Neben der Bekleidung aus Baumwolle oder chemischen Fasern nutzen Unternehmen die vorhandenen Fertigkeiten auch für die Verarbeitung anderer Materialien. Beispielsweise ist die Verarbeitung von Spezialtextilien vertreten. So zählen Firmen in Sri Lanka zu den weltweit wichtigsten Herstellern von Windsurfsegeln, darunter Aqua Dynamics unter deutscher Leitung. Auch Gleitschirme und Kites werden vor Ort hergestellt.

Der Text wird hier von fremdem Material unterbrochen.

//! Configuration loading from TOML with environment variable resolution.
//!
//! Reads `config.toml` into strongly-typed sections. Every section has
//! defaults, so a partial file (or an empty one) is valid. Secrets such as
//! the RPC URL and the CoinGecko key are referenced by env-var name and
//! resolved at startup.

use alloy::primitives::Address;
use anyhow::{Context, Result};
use rust_decimal::Decimal;
use rust_decimal_macros::dec;
use secrecy::SecretString;
use serde::Deserialize;
use std::fs;

use crate::engine::pipeline::PriceQuote;
use crate::engine::submitter::SubmitterConfig;
use crate::engine::validator::ValidatorConfig;
use crate::ledger::gas::GasOracleConfig;
use crate::ledger::NATIVE_DECIMALS;
use crate::models::ensemble::EnsembleConfig;
use crate::models::policy::PolicyConfig;
use crate::models::sequence::SequenceModelConfig;
use crate::types::{RiskLevel, Strategy};

/// Top-level application configuration.
#[derive(Debug, Deserialize, Clone, Default)]
#[serde(default)]
pub struct AppConfig {
    pub agent: AgentConfig,
    pub ledger: LedgerConfig,
    pub gas: GasOracleConfig,
    pub submitter: SubmitterConfig,
    pub sequence_model: SequenceModelConfig,
    pub policy_agent: PolicyConfig,
    pub ensemble: EnsembleConfig,
    pub validator: ValidatorConfig,
    pub collector: CollectorConfig,
    pub strategy: StrategyConfig,
}

#[derive(Debug, Deserialize, Clone)]
#[serde(default)]
pub struct AgentConfig {
    pub name: String,
    pub tick_interval_secs: u64,
    /// Account that pays for trades; empty means the signer's address.
    pub user_address: String,
    pub history_file: Option<String>,
    /// Retrain period in hours; 0 disables periodic retraining.
    pub retrain_interval_hours: u64,
    /// Begin auto-trading right after startup.
    pub auto_start: bool,
}

impl Default for AgentConfig {
    fn default() -> Self {
        Self {
            name: "SENTINEL-001".to_string(),
            tick_interval_secs: 30,
            user_address: String::new(),
            history_file: None,
            retrain_interval_hours: 24,
            auto_start: true,
        }
    }
}

#[derive(Debug, Deserialize, Clone)]
#[serde(default)]
pub struct LedgerConfig {
    /// Env var holding the JSON-RPC URL (often with an embedded key).
    pub rpc_url_env: String,
    /// Env var holding the hex private key that signs trades.
    pub signer_key_env: String,
    pub chain_id: Option<u64>,
    pub contract_address: String,
    pub wrapped_native: String,
    pub trade_token: String,
    /// Orientation of the collected prices relative to the pair.
    pub price_quote: PriceQuote,
    pub token_decimals: u32,
    pub poll_interval_secs: u64,
    /// Tolerated shortfall on swap output, in percent.
    pub slippage_pct: Decimal,
}

impl Default for LedgerConfig {
    fn default() -> Self {
        Self {
            rpc_url_env: "SENTINEL_RPC_URL".to_string(),
            signer_key_env: "SENTINEL_PRIVATE_KEY".to_string(),
            chain_id: None,
            contract_address: String::new(),
            wrapped_native: String::new(),
            trade_token: String::new(),
            price_quote: PriceQuote::TokenPerNative,
            token_decimals: 18,
            poll_interval_secs: 3,
            slippage_pct: dec!(1),
        }
    }
}

#[derive(Debug, Deserialize, Clone, PartialEq, Eq)]
#[serde(rename_all = "lowercase")]
pub enum CollectorProvider {
    Coingecko,
    /// Replay a JSON file of `PricePoint`s.
    File,
}

#[derive(Debug, Deserialize, Clone)]
#[serde(default)]
pub struct CollectorConfig {
    pub provider: CollectorProvider,
    pub vs_currency: String,
    pub api_key_env: Option<String>,
    pub base_url: Option<String>,
    pub replay_file: Option<String>,
}

impl Default for CollectorConfig {
    fn default() -> Self {
        Self {
            provider: CollectorProvider::Coingecko,
            vs_currency: "usd".to_string(),
            api_key_env: None,
            base_url: None,
            replay_file: None,
        }
    }
}

/// A named preset with optional per-field overrides.
#[derive(Debug, Deserialize, Clone)]
#[serde(default)]
pub struct StrategyConfig {
    pub preset: String,
    pub risk_level: Option<RiskLevel>,
    pub max_trades_per_hour: Option<u32>,
    pub min_minutes_between_trades: Option<u32>,
    pub ai_confidence_threshold: Option<f64>,
    pub max_portfolio_exposure: Option<Decimal>,
}

impl Default for StrategyConfig {
    fn default() -> Self {
        Self {
            preset: "moderate".to_string(),
            risk_level: None,
            max_trades_per_hour: None,
            min_minutes_between_trades: None,
            ai_confidence_threshold: None,
            max_portfolio_exposure: None,
        }
    }
}

impl StrategyConfig {
    /// Resolve the preset and apply overrides.
    pub fn resolve(&self) -> Result<Strategy> {
        let mut strategy = Strategy::preset(&self.preset)
            .with_context(|| format!("Unknown strategy preset: {}", self.preset))?;
        if let Some(risk) = self.risk_level {
            strategy.risk_level = risk;
        }
        if let Some(n) = self.max_trades_per_hour {
            strategy.max_trades_per_hour = n;
        }
        if let Some(mins) = self.min_minutes_between_trades {
            strategy.min_minutes_between_trades = mins;
        }
        if let Some(threshold) = self.ai_confidence_threshold {
            anyhow::ensure!(
                (0.0..=1.0).contains(&threshold),
                "ai_confidence_threshold must be within [0, 1], got {threshold}"
            );
            strategy.ai_confidence_threshold = threshold;
        }
        if let Some(pct) = self.max_portfolio_exposure {
            anyhow::ensure!(
                pct > Decimal::ZERO && pct <= dec!(100),
                "max_portfolio_exposure must be within (0, 100], got {pct}"
            );
            strategy.max_portfolio_exposure = pct;
        }
        Ok(strategy)
    }
}

impl AppConfig {
    /// Load configuration from a TOML file.
    pub fn load(path: &str) -> Result<Self> {
        let contents = fs::read_to_string(path)
            .with_context(|| format!("Failed to read config file: {path}"))?;
        Self::parse(&contents).with_context(|| format!("Failed to parse config file: {path}"))
    }

    pub fn parse(contents: &str) -> Result<Self> {
        let cfg: Self = toml::from_str(contents)?;
        anyhow::ensure!(
            cfg.ledger.token_decimals <= NATIVE_DECIMALS,
            "ledger.token_decimals must be at most {NATIVE_DECIMALS}, got {}",
            cfg.ledger.token_decimals
        );
        Ok(cfg)
    }

    /// Resolve an environment variable name to its value.
    pub fn resolve_env(env_name: &str) -> Result<String> {
        std::env::var(env_name)
            .with_context(|| format!("Environment variable not set: {env_name}"))
    }

    /// Resolve an env var into a secret, for values that must never be logged.
    pub fn resolve_secret(env_name: &str) -> Result<SecretString> {
        Self::resolve_env(env_name).map(SecretString::new)
    }
}

/// Parse a 0x-prefixed address, naming the field on failure.
pub fn parse_address(field: &str, value: &str) -> Result<Address> {
    value
        .trim()
        .parse::<Address>()
        .with_context(|| format!("Invalid address for {field}: {value:?}"))
}

#[cfg(test)]
mod tests {
    use super::*;

    #[test]
    fn test_empty_config_uses_defaults() {
        let cfg = AppConfig::parse("").unwrap();
        assert_eq!(cfg.agent.tick_interval_secs, 30);
        assert_eq!(cfg.ledger.rpc_url_env, "SENTINEL_RPC_URL");
        assert_eq!(cfg.submitter.max_attempts, 3);
        assert_eq!(cfg.gas.cache_ttl_secs, 60);
        assert_eq!(cfg.sequence_model.sequence_length, 60);
        assert_eq!(cfg.collector.provider, CollectorProvider::Coingecko);
        assert_eq!(cfg.ledger.price_quote, PriceQuote::TokenPerNative);
        assert_eq!(cfg.ledger.token_decimals, 18);
        assert_eq!(cfg.strategy.resolve().unwrap(), Strategy::moderate());
    }

    #[test]
    fn test_pair_convention_and_decimals() {
        let cfg = AppConfig::parse(
            r#"
            [ledger]
            price_quote = "native-per-token"
            token_decimals = 6
            "#,
        )
        .unwrap();
        assert_eq!(cfg.ledger.price_quote, PriceQuote::NativePerToken);
        assert_eq!(cfg.ledger.token_decimals, 6);

        assert!(AppConfig::parse("[ledger]\ntoken_decimals = 30\n").is_err());
        assert!(AppConfig::parse("[ledger]\nprice_quote = \"sideways\"\n").is_err());
    }

    #[test]
    fn test_partial_sections() {
        let cfg = AppConfig::parse(
            r#"
            [agent]
            tick_interval_secs = 60

            [submitter]
            dry_run = true

            [strategy]
            preset = "aggressive"
            min_minutes_between_trades = 10
            max_portfolio_exposure = 12.5
            "#,
        )
        .unwrap();
        assert_eq!(cfg.agent.tick_interval_secs, 60);
        assert_eq!(cfg.agent.name, "SENTINEL-001");
        assert!(cfg.submitter.dry_run);
        assert_eq!(cfg.submitter.max_attempts, 3);

        let strategy = cfg.strategy.resolve().unwrap();
        assert_eq!(strategy.name, "aggressive");
        assert_eq!(strategy.min_minutes_between_trades, 10);
        assert_eq!(strategy.max_trades_per_hour, 10);
        assert_eq!(strategy.max_portfolio_exposure, dec!(12.5));
    }

    #[test]
    fn test_bad_strategy_overrides() {
        let unknown = StrategyConfig {
            preset: "yolo".to_string(),
            ..StrategyConfig::default()
        };
        assert!(unknown.resolve().is_err());

        let threshold = StrategyConfig {
            ai_confidence_threshold: Some(1.5),
            ..StrategyConfig::default()
        };
        assert!(threshold.resolve().is_err());
    }

    #[test]
    fn test_parse_address() {
        let addr =
            parse_address("trade_token", " 0x0202020202020202020202020202020202020202 ").unwrap();
        assert_eq!(addr, Address::repeat_byte(0x02));
        let err = parse_address("trade_token", "0x12").unwrap_err();
        assert!(err.to_string().contains("trade_token"));
    }

    #[test]
    fn test_sample_config_parses() {
        // Only meaningful when run from the crate root.
        if let Ok(cfg) = AppConfig::load("config.toml") {
            assert!(cfg.agent.tick_interval_secs > 0);
            assert!(cfg.strategy.resolve().is_ok());
            // ETH quoted in USD against a 6-decimal stablecoin.
            assert_eq!(cfg.collector.vs_currency, "usd");
            assert_eq!(cfg.ledger.price_quote, PriceQuote::TokenPerNative);
            assert_eq!(cfg.ledger.token_decimals, 6);
        }
    }
}
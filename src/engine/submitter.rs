//! Transaction submitter.
//!
//! Turns validated `TradeParams` into a contract call and drives it through
//! gas pricing, gas estimation, local signing, submission and
//! confirmation, with bounded retries. All attempts of one submission share
//! a nonce so at most one of them can land.

use alloy::primitives::{Address, B256, U256};
use rust_decimal::Decimal;
use serde::Deserialize;
use std::sync::Arc;
use std::time::Duration;
use tracing::{debug, error, info, warn};

use crate::ledger::confirmation::{ConfirmationTracker, DEFAULT_MAX_BLOCKS};
use crate::ledger::contract::{classify_call, decode_bool, encode_prediction_check, encode_trade};
use crate::ledger::gas::GasPriceOracle;
use crate::ledger::{hash_hex, wei_to_native, LedgerRpc, TxRequest};
use crate::types::{ExecutionResult, TradeParams, TradeType, TradingError};

/// Static gas limits used when estimation fails.
const FALLBACK_GAS_NATIVE_TO_TOKEN: u64 = 300_000;
const FALLBACK_GAS_TOKEN_TO_NATIVE: u64 = 250_000;
const FALLBACK_GAS_DEFAULT: u64 = 200_000;

// ---------------------------------------------------------------------------
// Configuration
// ---------------------------------------------------------------------------

#[derive(Debug, Clone, Deserialize)]
#[serde(default)]
pub struct SubmitterConfig {
    pub max_attempts: u32,
    pub base_backoff_ms: u64,
    pub max_backoff_ms: u64,
    /// Percentage added on top of the node's gas estimate.
    pub gas_buffer_pct: u64,
    pub max_confirmation_blocks: u64,
    /// Log the built call and return a synthetic hash instead of sending.
    pub dry_run: bool,
}

impl Default for SubmitterConfig {
    fn default() -> Self {
        Self {
            max_attempts: 3,
            base_backoff_ms: 1000,
            max_backoff_ms: 10_000,
            gas_buffer_pct: 20,
            max_confirmation_blocks: DEFAULT_MAX_BLOCKS,
            dry_run: false,
        }
    }
}

/// Delay before retry number `retry` (1-based): base * 2^(retry-1), capped.
pub fn backoff_delay(retry: u32, base_ms: u64, max_ms: u64) -> Duration {
    let factor = 2u64.saturating_pow(retry.saturating_sub(1));
    Duration::from_millis(base_ms.saturating_mul(factor).min(max_ms))
}

/// Gas limit to use when the node cannot estimate the call.
pub fn fallback_gas_limit(data: &[u8]) -> u64 {
    match classify_call(data) {
        Some(TradeType::NativeToToken) => FALLBACK_GAS_NATIVE_TO_TOKEN,
        Some(TradeType::TokenToNative) => FALLBACK_GAS_TOKEN_TO_NATIVE,
        _ => FALLBACK_GAS_DEFAULT,
    }
}

// ---------------------------------------------------------------------------
// Submitter
// ---------------------------------------------------------------------------

pub struct TransactionSubmitter {
    rpc: Arc<dyn LedgerRpc>,
    gas_oracle: Arc<GasPriceOracle>,
    tracker: ConfirmationTracker,
    contract: Address,
    config: SubmitterConfig,
}

impl TransactionSubmitter {
    pub fn new(
        rpc: Arc<dyn LedgerRpc>,
        gas_oracle: Arc<GasPriceOracle>,
        tracker: ConfirmationTracker,
        contract: Address,
        config: SubmitterConfig,
    ) -> Self {
        Self {
            rpc,
            gas_oracle,
            tracker,
            contract,
            config,
        }
    }

    pub fn config(&self) -> &SubmitterConfig {
        &self.config
    }

    /// Native balance of `user`, used as the portfolio value for sizing.
    pub async fn portfolio_value(&self, user: Address) -> Result<Decimal, TradingError> {
        let wei = self
            .rpc
            .balance(user)
            .await
            .map_err(|e| TradingError::Rpc(e.to_string()))?;
        wei_to_native(wei).map_err(|e| TradingError::Rpc(e.to_string()))
    }

    /// Build the unsigned contract call for `params`.
    pub fn build_transaction(&self, params: &TradeParams, user: Address) -> TxRequest {
        let encoded = encode_trade(params, user);
        TxRequest::new(user, self.contract, encoded.data, encoded.value)
    }

    /// Node estimate plus the configured buffer; static table on failure.
    pub async fn estimate_gas(&self, tx: &TxRequest) -> u64 {
        match self.rpc.estimate_gas(tx).await {
            Ok(estimate) => estimate.saturating_mul(100 + self.config.gas_buffer_pct) / 100,
            Err(e) => {
                let fallback = fallback_gas_limit(&tx.data);
                let err = TradingError::GasEstimationFailure(e.to_string());
                warn!(error = %err, fallback, "Using static gas limit");
                fallback
            }
        }
    }

    async fn prediction_is_valid(&self, user: Address) -> Result<bool, TradingError> {
        let check = TxRequest::new(user, self.contract, encode_prediction_check(), U256::ZERO);
        let raw = self
            .rpc
            .call(&check)
            .await
            .map_err(|e| TradingError::Rpc(e.to_string()))?;
        decode_bool(&raw)
            .ok_or_else(|| TradingError::Rpc("malformed isPredictionValid return".to_string()))
    }

    /// Submit one trade end to end. Never returns a partial success.
    pub async fn submit(&self, params: &TradeParams, user: Address) -> ExecutionResult {
        let now = chrono::Utc::now().timestamp().max(0) as u64;
        if params.is_expired_at(now) {
            let err = TradingError::DeadlineExpired {
                deadline: params.deadline,
            };
            warn!(error = %err, "Refusing expired trade");
            return ExecutionResult::failed(err.to_string());
        }

        if self.config.dry_run {
            let tx = self.build_transaction(params, user);
            info!(
                trade_type = %params.trade_type,
                to = %tx.to,
                value = %tx.value,
                amount_in = %params.amount_in,
                amount_out_min = %params.amount_out_min,
                data = %format!("0x{}", hex::encode(&tx.data)),
                "[DRY RUN] Would submit trade"
            );
            return ExecutionResult::confirmed(format!("dry-run-{}", uuid::Uuid::new_v4()));
        }

        match self.prediction_is_valid(user).await {
            Ok(true) => {}
            Ok(false) => {
                warn!(user = %user, "On-chain prediction not valid, refusing trade");
                return ExecutionResult::failed(TradingError::PredictionInvalid.to_string());
            }
            Err(e) => return ExecutionResult::failed(e.to_string()),
        }

        let mut tx = self.build_transaction(params, user);
        tx.gas_price = Some(self.gas_oracle.get_price().await);
        tx.gas = Some(self.estimate_gas(&tx).await);

        info!(
            trade_type = %params.trade_type,
            amount_in = %params.amount_in,
            gas = tx.gas.unwrap_or_default(),
            "Submitting trade"
        );
        self.execute_with_retry(tx, self.config.max_attempts).await
    }

    /// Send `tx` and wait for a successful receipt, retrying up to
    /// `max_attempts` times with exponential backoff between attempts.
    pub async fn execute_with_retry(
        &self,
        mut tx: TxRequest,
        max_attempts: u32,
    ) -> ExecutionResult {
        let max_attempts = max_attempts.max(1);
        if tx.nonce.is_none() {
            match self.rpc.transaction_count(tx.from).await {
                Ok(nonce) => tx.nonce = Some(nonce),
                Err(e) => warn!(error = %e, "Could not pin nonce, leaving it to the node"),
            }
        }

        let mut sent: Vec<B256> = Vec::new();
        let mut last_error = String::new();

        for attempt in 1..=max_attempts {
            if attempt > 1 {
                let delay = backoff_delay(
                    attempt - 1,
                    self.config.base_backoff_ms,
                    self.config.max_backoff_ms,
                );
                debug!(attempt, delay_ms = delay.as_millis() as u64, "Retrying submission");
                tokio::time::sleep(delay).await;

                if let Some(hash) = self.late_success(&sent).await {
                    info!(tx_hash = %hash_hex(&hash), attempt, "Earlier attempt confirmed late");
                    return ExecutionResult::confirmed(hash_hex(&hash));
                }
            }

            let hash = match self.rpc.send_transaction(&tx).await {
                Ok(hash) => hash,
                Err(e) => {
                    last_error = TradingError::TransactionFailure(e.to_string()).to_string();
                    warn!(attempt, error = %e, "Send failed");
                    continue;
                }
            };
            sent.push(hash);
            info!(tx_hash = %hash_hex(&hash), attempt, "Transaction sent");

            match self
                .tracker
                .wait_for_confirmation(hash, self.config.max_confirmation_blocks)
                .await
            {
                Ok(receipt) if receipt.status => {
                    info!(
                        tx_hash = %hash_hex(&hash),
                        block = receipt.block_number,
                        gas_used = receipt.gas_used,
                        "Trade confirmed"
                    );
                    return ExecutionResult::confirmed(hash_hex(&hash));
                }
                Ok(receipt) => {
                    last_error = TradingError::TransactionFailure(format!(
                        "transaction {} reverted in block {}",
                        hash_hex(&hash),
                        receipt.block_number
                    ))
                    .to_string();
                    warn!(tx_hash = %hash_hex(&hash), attempt, "Transaction reverted");
                    // A mined revert consumes the nonce.
                    match self.rpc.transaction_count(tx.from).await {
                        Ok(nonce) => tx.nonce = Some(nonce),
                        Err(_) => tx.nonce = tx.nonce.map(|n| n + 1),
                    }
                }
                Err(e) => {
                    last_error = e.to_string();
                    warn!(tx_hash = %hash_hex(&hash), attempt, error = %e, "Confirmation failed");
                }
            }
        }

        let exhausted = TradingError::RetryExhausted {
            attempts: max_attempts,
            last_error: last_error.clone(),
        };
        error!(error = %exhausted, "Submission failed");
        match sent.last() {
            Some(hash) => ExecutionResult::failed_after(hash_hex(hash), last_error),
            None => ExecutionResult::failed(last_error),
        }
    }

    /// First earlier hash that has since been mined successfully.
    async fn late_success(&self, sent: &[B256]) -> Option<B256> {
        for hash in sent {
            if let Ok(Some(receipt)) = self.rpc.transaction_receipt(*hash).await {
                if receipt.status {
                    return Some(*hash);
                }
            }
        }
        None
    }
}

// ---------------------------------------------------------------------------
// Tests
// ---------------------------------------------------------------------------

Nur Insidern dürfte zudem bekannt sein, dass ein erheblicher Teil der in Deutschland verkauften, traditionellen Lederhosen in Sri Lanka gefertigt wird. Mit Lanka Leather Fashion ist ein Hidden Champion mit deutscher Geschäftsführung lokal ansässig. Das Unternehmen produziert auch andere Lederwaren, wie beispielsweise Jacken.
Deutschland ist auf Platz 4 der Zielmärkte
Im Jahr 2022 exportierte Sri Lanka Bekleidung (SITC 84) im Wert von 6,1 Milliarden US-Dollar (US$). Der wichtigste Absatzmarkt ist seit vielen Jahren die USA, mit einem Exportwert im Jahr 2022 von 2,4 Milliarden US$. Mit deutlichem Abstand folgen das Vereinigte Königreich (742,8 Millionen US$), Italien (546,9 Millionen US$), Deutschland (402,5 Millionen US$) und die Niederlande (276 Millionen US$).
Die exportorientierten Unternehmen spüren derzeit die sich abkühlende Weltkonjunktur. Die momentan hohe Inflation in zahlreichen Absatzmärkten lässt viele Verbraucher den Gürtel enger schnallen - dies senkt die Nachfrage für Bekleidung. Sorge bereitet vielen Firmen auch die zukünftige Entwicklung von Zollbegünstigungen vonseiten der EU. Unter dem Generalised Scheme of Preferences (GSP+) begünstigt die EU Schwellenländer bei der Einfuhr, wenn sie im Gegenzug nachhaltige wirtschaftliche Entwicklung und gute Regierungsführung vor Ort stärken. Sri Lanka profitiert seit 2017 davon, allerdings soll der Status Ende 2027 auslaufen.
Sozial- und Umweltstandards liegen im regionalen Vergleich hoch
Gut beleuchtete und klimatisierte Arbeitsräume, die Behandlung von Abwässern nach dem Färben von Stoffen und Garnen oder vom Arbeitgeber gestellte Mahlzeiten - all das ist in Sri Lanka eher die Regel als die Ausnahme. Bereits Mitte der 2000er Jahre starteten die Bekleidungshersteller die Initiative "Garments without Guilt". Damit wollten sie Einkäufern signalisieren, dass die Sozial- und Umweltstandards im Inselstaat hoch sind. Noch heute werben viele Unternehmen mit dem Logo der Initiative. Dementsprechend transparent gibt sich die Branche.
Weil die meisten der Unternehmen für den Export arbeiten, verfügen sie über die notwendigen beziehungsweise die von den Kunden verlangten Zertifizierungen in den Zielmärkten. Dazu zählt etwa der Sozialstandard SA8000. Allerdings beklagen die Firmen bisweilen die Flut an unterschiedlichen Standards der Audits und würden eine einheitliche Zertifizierung begrüßen. In Bezug auf das Lieferkettensorgfaltspflichtengesetz sehen sich die Akteure vor Ort gut aufgestellt.